AbstractsComputer Science

Multi-dimensional scaling and MODELLER based evolutionary algorithms for protein model refinement

by Yan Chen




Institution: University of Missouri – Columbia
Department:
Year: 2013
Record ID: 2011646
Full text PDF: http://hdl.handle.net/10355/43046


Abstract

To computationally obtain an accurate prediction of the three-dimensional structure of a protein from its primary sequence is one of the most important problems in bioinformatics and has been actively researched for many years. Although a number of software packages have been developed and they sometimes perform well on template-based modeling, further improvement is needed for practical use.
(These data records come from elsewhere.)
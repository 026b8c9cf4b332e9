//! Document Tree to indented simple XML

use crate::tree::{Node, Object};

/// Header line written before the first element
pub const XML_HEADER: &str = "<?xml version=\"1.0\" encoding=\"utf-8\"?>";

const INDENT: &str = "\t";

/// Serialize a tree as simple XML
///
/// Text leaves that are blank and null leaves are skipped entirely; no
/// self-closing tags are produced. Text is written verbatim.
pub fn serialize(tree: &Object) -> String {
    let mut output = String::with_capacity(64);
    output.push_str(XML_HEADER);
    output.push('\n');
    serialize_object(tree, 0, &mut output);
    output
}

fn serialize_object(obj: &Object, depth: usize, output: &mut String) {
    for (name, child) in obj {
        match child {
            Node::Object(inner) => {
                push_indent(depth, output);
                push_tag(name, false, output);
                output.push('\n');
                serialize_object(inner, depth + 1, output);
                push_indent(depth, output);
                push_tag(name, true, output);
                output.push('\n');
            }
            Node::Null => {}
            Node::Text(text) if text.trim().is_empty() => {}
            Node::Text(text) => {
                push_indent(depth, output);
                push_tag(name, false, output);
                output.push_str(text);
                push_tag(name, true, output);
                output.push('\n');
            }
        }
    }
}

fn push_indent(depth: usize, output: &mut String) {
    for _ in 0..depth {
        output.push_str(INDENT);
    }
}

fn push_tag(name: &str, closing: bool, output: &mut String) {
    output.push_str(if closing { "</" } else { "<" });
    output.push_str(name);
    output.push('>');
}
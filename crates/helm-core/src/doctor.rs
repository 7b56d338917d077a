use crate::error::ConfigError;
use crate::ArbiterConfig;

/// One 50 Hz frame plus margin; a shorter receiver timeout would miss pulses.
const MIN_PULSE_TIMEOUT_US: u32 = 25_000;

pub fn check_config(cfg: &ArbiterConfig) -> Result<(), ConfigError> {
    let r = cfg.signal;
    if r.min_us >= r.max_us {
        return Err(ConfigError::InvalidRange { min_us: r.min_us, max_us: r.max_us });
    }

    for (name, (lo, hi)) in [("manual", cfg.mode.manual), ("autopilot", cfg.mode.autopilot)] {
        // exclusive bounds: need at least one width strictly between
        if hi <= lo.saturating_add(1) {
            return Err(ConfigError::EmptyBand { name, lo, hi });
        }
    }
    if cfg.mode.manual.1 > cfg.mode.autopilot.0 {
        return Err(ConfigError::OverlappingBands);
    }

    for (name, width) in [
        ("steering", cfg.failsafe.steering_default_us),
        ("throttle", cfg.failsafe.throttle_default_us),
    ] {
        if !(r.min_us..=r.max_us).contains(&width) {
            return Err(ConfigError::DefaultOutOfRange { name, width });
        }
    }

    if cfg.output.throttle_cap_us < r.min_us {
        return Err(ConfigError::CapBelowRange { cap: cfg.output.throttle_cap_us, min_us: r.min_us });
    }

    if cfg.timing.pulse_timeout_us < MIN_PULSE_TIMEOUT_US {
        return Err(ConfigError::TimeoutTooShort(cfg.timing.pulse_timeout_us));
    }
    if cfg.timing.heartbeat_ms == 0 {
        return Err(ConfigError::HeartbeatDisabled);
    }
    if cfg.timing.calibration {
        return Err(ConfigError::CalibrationUnsupported);
    }

    let pins = cfg.pins.all();
    for (i, (first, pin)) in pins.iter().enumerate() {
        if let Some((second, _)) = pins[i + 1..].iter().find(|(_, p)| p == pin) {
            return Err(ConfigError::DuplicatePin { pin: *pin, first: *first, second: *second });
        }
    }

    Ok(())
}

#[cfg(test)]
mod tests {
    use super::*;

    #[test]
    fn test_defaults_pass() {
        assert_eq!(check_config(&ArbiterConfig::default()), Ok(()));
    }

    #[test]
    fn test_rejects_inverted_range() {
        let mut cfg = ArbiterConfig::default();
        cfg.signal.min_us = 2000;
        cfg.signal.max_us = 1000;
        assert!(matches!(check_config(&cfg), Err(ConfigError::InvalidRange { .. })));
    }

    #[test]
    fn test_rejects_overlapping_bands() {
        let mut cfg = ArbiterConfig::default();
        cfg.mode.manual = (900, 1600);
        cfg.mode.autopilot = (1500, 2100);
        assert_eq!(check_config(&cfg), Err(ConfigError::OverlappingBands));
    }

    #[test]
    fn test_rejects_empty_band() {
        let mut cfg = ArbiterConfig::default();
        cfg.mode.autopilot = (2000, 2001);
        assert!(matches!(check_config(&cfg), Err(ConfigError::EmptyBand { name: "autopilot", .. })));
    }

    #[test]
    fn test_rejects_default_outside_range() {
        let mut cfg = ArbiterConfig::default();
        cfg.failsafe.throttle_default_us = 800;
        assert_eq!(
            check_config(&cfg),
            Err(ConfigError::DefaultOutOfRange { name: "throttle", width: 800 })
        );
    }

    #[test]
    fn test_rejects_calibration() {
        let mut cfg = ArbiterConfig::default();
        cfg.timing.calibration = true;
        assert_eq!(check_config(&cfg), Err(ConfigError::CalibrationUnsupported));
    }

    #[test]
    fn test_rejects_short_timeout() {
        let mut cfg = ArbiterConfig::default();
        cfg.timing.pulse_timeout_us = 10_000;
        assert_eq!(check_config(&cfg), Err(ConfigError::TimeoutTooShort(10_000)));
    }

    #[test]
    fn test_rejects_duplicate_pin() {
        let mut cfg = ArbiterConfig::default();
        cfg.pins.throttle_out = cfg.pins.steering_out;
        assert_eq!(
            check_config(&cfg),
            Err(ConfigError::DuplicatePin { pin: 8, first: "steering_out", second: "throttle_out" })
        );
    }
}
Model refinement is a step in the prediction process, in which improved structures are constructed based on a pool of initially generated models. Since the refinement category being added to the Critical Assessment of Structure Prediction (CASP) competition in 2008, CASP results show that it is a challenge for existing model refinement methods to improve model quality consistently. This project focuses on evolutionary algorithms for protein model refinement. Three new algorithms have been developed, in which multidimensional scaling (MDS), MODELLER, and a hybrid of both are used as crossover operators, respectively. The MDS-based method takes a purely geometrical approach and generates a child model by combining the contact maps of multiple parents. The MODELLER-based method takes a statistical and energy minimization approach and uses the remodeling module in MODELLER program to generate new models from multiple parents. The hybrid method first generates models using the MDS-based method and then run them through the MODELLER-based method, aiming at combining the strength of both. Promising IX results have been obtained in experiments using CASP datasets. The MDS-based method improved the best of a pool of predicted models in terms of the global distance test score (GDT-TS) in 9 out of 16 test targets. For instance, for target T0680, the GDT-TS of a refined model is 0.833, much better than 0.763, the value of the best model in the initial pool.